Stored items:
*** Block opens ***

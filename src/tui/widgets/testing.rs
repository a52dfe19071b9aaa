/// Testing utilities for widget rendering.
///
/// Helpers for rendering widgets into standalone buffers and asserting on
/// their textual content.
use super::RenderableWidget;
use crate::config::{Config, DisplayConfig};
use ratatui::{buffer::Buffer, layout::Rect};

/// Default display configuration for tests (unicode box characters).
pub fn test_config() -> DisplayConfig {
    Config::default().display()
}

/// Display configuration with ASCII box characters, for tests that want
/// predictable ASCII-only output.
pub fn test_config_ascii() -> DisplayConfig {
    let mut config = Config::default();
    config.use_unicode = false;
    config.display()
}

/// Render a widget to a fresh buffer and return it for inspection.
pub fn render_widget(widget: &impl RenderableWidget, width: u16, height: u16) -> Buffer {
    render_widget_with_config(widget, width, height, &test_config())
}

pub fn render_widget_with_config(
    widget: &impl RenderableWidget,
    width: u16,
    height: u16,
    config: &DisplayConfig,
) -> Buffer {
    let mut buf = Buffer::empty(Rect::new(0, 0, width, height));
    widget.render(buf.area, &mut buf, config);
    buf
}

/// The text content of one buffer line, including trailing spaces.
pub fn buffer_line(buf: &Buffer, line: u16) -> String {
    let area = buf.area();
    let mut output = String::new();
    for x in 0..area.width {
        output.push_str(buf[(x, line)].symbol());
    }
    output
}

/// Assert that a buffer line matches the expected string exactly.
pub fn assert_buffer_line(buf: &Buffer, line: u16, expected: &str) {
    let actual = buffer_line(buf, line);
    assert_eq!(
        actual, expected,
        "\nLine {} mismatch:\nExpected: {}\nActual:   {}",
        line, expected, actual
    );
}

/// True if any buffer line contains the needle.
pub fn buffer_contains(buf: &Buffer, needle: &str) -> bool {
    (0..buf.area().height).any(|line| buffer_line(buf, line).contains(needle))
}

*** Block closes ***

- [TASK GOAL]
Scan the data above and copy each line containing the word "DisplayConfig".

- [YOUR RESPONSE]
use crate::config::{Config, DisplayConfig};
pub fn test_config() -> DisplayConfig {
pub fn test_config_ascii() -> DisplayConfig {
    config: &DisplayConfig,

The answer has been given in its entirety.